Egypt in the Balance?
Op-Ed / Middle East & North Africa 2 minutes

Egypt's Sinai Problem

The latest bombing in Egypt’s Sinai is as likely to add to the mystery surrounding these events as to resolve it.

Monday’s attack at Dahab resembled those at Sharm El Sheikh last July and at Taba in October 2004. That the same organization carried out all three is suggested by the targets (resorts on Sinai’s east coast) and techniques (multiple bomb attacks on civilians without warning) and the fact that they have all occurred on or near key Egyptian anniversaries: the day after the annual celebration of the 1973 war on 6 October (Taba), the anniversary of the 1952 revolution (Sharm El Sheikh) and now the eve of Sinai Liberation Day, which commemorates Egypt’s recovery in 1982 of the peninsula occupied by Israel since the 1967 war. But the Dahab attack raises once again the question of who perpetrated these attacks and what their motive is.

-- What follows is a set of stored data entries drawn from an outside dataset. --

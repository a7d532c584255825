//! `call/cc` behavior: escapes, re-entry, and continuations as plain values.

use schist_core::write_str;
use schist_vm::Interpreter;

fn run(source: &str) -> String {
    let interp = Interpreter::new();
    match interp.load_str(source) {
        Ok(Some(value)) => write_str(&value),
        Ok(None) => String::new(),
        Err(e) => panic!("evaluation of {source:?} failed: {e}"),
    }
}

#[test]
fn test_escape_from_nested_arithmetic() {
    assert_eq!(run("(+ 1 (call/cc (lambda (k) (+ 2 (k 3)))))"), "4");
    assert_eq!(run("(* 10 (call/cc (lambda (k) 5)))"), "50");
    assert_eq!(
        run("(call/cc (lambda (k) (+ 1 2 (k 10) 20)))"),
        "10"
    );
}

#[test]
fn test_continuation_prints_opaquely() {
    assert_eq!(run("(call/cc (lambda (k) k))"), "#[continuation]");
}

#[test]
fn test_continuation_is_a_procedure() {
    assert_eq!(run("(call/cc procedure?)"), "#t");
    assert_eq!(run("(procedure? (call/cc (lambda (k) k)))"), "#t");
}

#[test]
fn test_reentry_within_one_expression() {
    // First pass binds k to the continuation; invoking it re-enters the
    // binding with k = #f and takes the other branch.
    assert_eq!(
        run("(define count 0) \
             (let ((k (call/cc (lambda (c) c)))) \
               (set! count (+ count 1)) \
               (if (procedure? k) (k #f) count))"),
        "2"
    );
}

#[test]
fn test_invoking_with_no_arguments_yields_void() {
    assert_eq!(
        run("(define done #f) \
             (if done 'again (call/cc (lambda (k) (set! done #t) (k))))"),
        "#<void>"
    );
}

#[test]
fn test_saved_continuation_survives_the_expression() {
    let interp = Interpreter::new();
    let first = interp
        .load_str(
            "(define resume #f) \
             (cons 'head (call/cc (lambda (k) (set! resume k) '(tail))))",
        )
        .unwrap()
        .unwrap();
    assert_eq!(write_str(&first), "(head tail)");
    // Re-entering rebuilds the cons with a different tail each time.
    let again = interp.load_str("(resume '(other))").unwrap().unwrap();
    assert_eq!(write_str(&again), "(head other)");
    let third = interp.load_str("(resume '())").unwrap().unwrap();
    assert_eq!(write_str(&third), "(head)");
}

#[test]
fn test_both_call_cc_spellings_agree() {
    assert_eq!(
        run("(call-with-current-continuation (lambda (k) (k 'ok)))"),
        "ok"
    );
    assert_eq!(run("(call/cc (lambda (k) (k 'ok)))"), "ok");
}

#[test]
fn test_capture_under_let_and_cond() {
    assert_eq!(
        run("(let ((x (call/cc (lambda (k) (k 7))))) (+ x 1))"),
        "8"
    );
    assert_eq!(
        run("(cond ((call/cc (lambda (k) (k #f))) 'then) (else 'other))"),
        "other"
    );
}

#[test]
fn test_continuation_discards_pending_work() {
    // The (error ...) after the escape is never reached.
    assert_eq!(
        run("(call/cc (lambda (k) (begin (k 'early) (error \"unreachable\"))))"),
        "early"
    );
}
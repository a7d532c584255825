//! Interpreter facade
//!
//! Owns a global environment with the full builtin set plus the embedded
//! bootstrap library. `load_str` is the host surface: tokenize, parse and
//! evaluate a whole source text, handing back the last expression's value.

use std::rc::Rc;

use schist_core::{Env, Result, Value};
use schist_reader::parse_all;

use crate::builtins;
use crate::machine;

/// The bootstrap library: `caar`...`cddddr`, the member and assoc families.
/// Embedded so the interpreter is self-contained.
const BOOTSTRAP: &str = include_str!("bootstrap.scm");

pub struct Interpreter {
    global: Rc<Env>,
}

impl Interpreter {
    pub fn new() -> Interpreter {
        let global = Env::root();
        builtins::install(&global);
        let interpreter = Interpreter { global };
        // A failure here is a packaging bug, not a user error.
        let forms = parse_all(BOOTSTRAP).expect("bootstrap library parses");
        for form in &forms {
            machine::eval(form, &interpreter.global).expect("bootstrap library evaluates");
        }
        interpreter
    }

    pub fn global(&self) -> &Rc<Env> {
        &self.global
    }

    /// Run a whole source text, returning the last expression's value
    /// (`None` when the source holds no expressions).
    pub fn load_str(&self, source: &str) -> Result<Option<Value>> {
        let forms = parse_all(source)?;
        let mut last = None;
        for form in &forms {
            last = Some(machine::eval(form, &self.global)?);
        }
        Ok(last)
    }

    /// Evaluate an already-parsed datum in the global environment.
    pub fn eval_datum(&self, datum: &Value) -> Result<Value> {
        machine::eval(datum, &self.global)
    }
}

impl Default for Interpreter {
    fn default() -> Self {
        Self::new()
    }
}

#[cfg(test)]
mod tests {
    use super::*;
    use schist_core::write_str;

    fn run(source: &str) -> String {
        let interp = Interpreter::new();
        match interp.load_str(source) {
            Ok(Some(value)) => write_str(&value),
            Ok(None) => String::new(),
            Err(e) => panic!("evaluation failed: {e}"),
        }
    }

    #[test]
    fn test_load_str_returns_last_value() {
        assert_eq!(run("1 2 3"), "3");
        assert_eq!(run(""), "");
    }

    #[test]
    fn test_bootstrap_compositions() {
        assert_eq!(run("(cadr '(1 2 3))"), "2");
        assert_eq!(run("(caddr '(1 2 3))"), "3");
        assert_eq!(run("(cddddr '(1 2 3 4 5))"), "(5)");
        assert_eq!(run("(caar '((1 2) 3))"), "1");
    }

    #[test]
    fn test_bootstrap_member_family() {
        assert_eq!(run("(memq 'c '(a b c d))"), "(c d)");
        assert_eq!(run("(memq 'z '(a b c))"), "#f");
        assert_eq!(run("(memv 2 '(1 2 3))"), "(2 3)");
        assert_eq!(run("(member \"b\" '(\"a\" \"b\"))"), "(\"b\")");
    }

    #[test]
    fn test_bootstrap_assoc_family() {
        assert_eq!(run("(assq 'b '((a 1) (b 2)))"), "(b 2)");
        assert_eq!(run("(assq 'z '((a 1)))"), "#f");
        assert_eq!(run("(assv 2 '((1 one) (2 two)))"), "(2 two)");
        assert_eq!(run("(assoc \"k\" '((\"k\" v)))"), "(\"k\" v)");
    }

    #[test]
    fn test_errors_abort_load() {
        let interp = Interpreter::new();
        assert!(interp.load_str("(car '())").is_err());
        assert!(interp.load_str("unbound-name").is_err());
        // The environment survives a failed load.
        interp.load_str("(define x 7)").unwrap();
        assert!(interp.load_str("(nonsense)").is_err());
        assert_eq!(write_str(&interp.load_str("x").unwrap().unwrap()), "7");
    }
}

Before 2004, no terrorist incidents had occurred in the Sinai. The region had seemed entirely insulated from jihadi violence throughout the insurgency of the 1980s and 1990s which climaxed with the massacre at Luxor in November 1997. Long before the Taba attack, the main jihadi movements, the Gamaa Islamiyya (Islamic Group) and Tanzim al-Jihad (the Jihad Organization), had ended their campaigns against the Egyptian state; the Gamaa had renounced its violent strategy, and members of the Jihad Organisation outside the country who had stayed in business had redeployed to Al-Qa‘eda’s global jihad against the West, abandoning jihad inside Egypt.

None of the versions circulated to explain these attacks has so far really done so. Claims that the Sharm attacks were the work of previously unheard of movements, the so-called “Abdallah Azzam Brigades” or the “Holy Warriors of Egypt”, were generally discounted by Egyptian experts. The official claim that the Taba bombings were the work of an isolated Palestinian, Iyad Said Saleh, who had grown up in the coastal Sinai town of El-Arish and won over a small network of locals to his Islamist sympathies, failed to explain either why the security services felt it necessary to arrest several thousand Sinai residents at the time and keep many of them in custody to this day, or how this network was able to carry off the Sharm (and now Dahab) attacks after Saleh’s death in the Taba affair.

The authorities’ reluctance to accept that Al-Qa‘eda may have been behind these events is understandable given the effect this admission could have on the tourist trade and may even be valid, but only underlines the mystery. The fact that most of the victims have been Egyptians, not foreign tourists, tends not to support the Al-Qaeda thesis. But the comparative sophistication of the terrorist organisation and its ability to survive security crackdowns is hard to square with the notion that disgruntled locals are behind these incidents.

However, there is no doubt that these repeated attacks are symptomatic of two factors specific to the Sinai. The first is the fact that, under the 1979 Camp David Agreement which secured the return of the peninsula to Egypt, the Egyptian state has less than full sovereignty over the region and its security forces are accordingly constrained in their attempts to control it or pursue terrorists within it, especially on the eastern side of the peninsula. The second is that the region’s population remains to be properly integrated into the Egyptian national community. Its longstanding marginality, aggravated by Israel’s 15 year occupation, has not been overcome since 1982. In particular, Egypt’s political parties have little presence among or appeal to the region’s population.  The problem is that, at present, the Egyptian state is badly placed to address either of these factors underlying Sinai’s current propensity to generate or host the latest brand of terrorism to plague the country.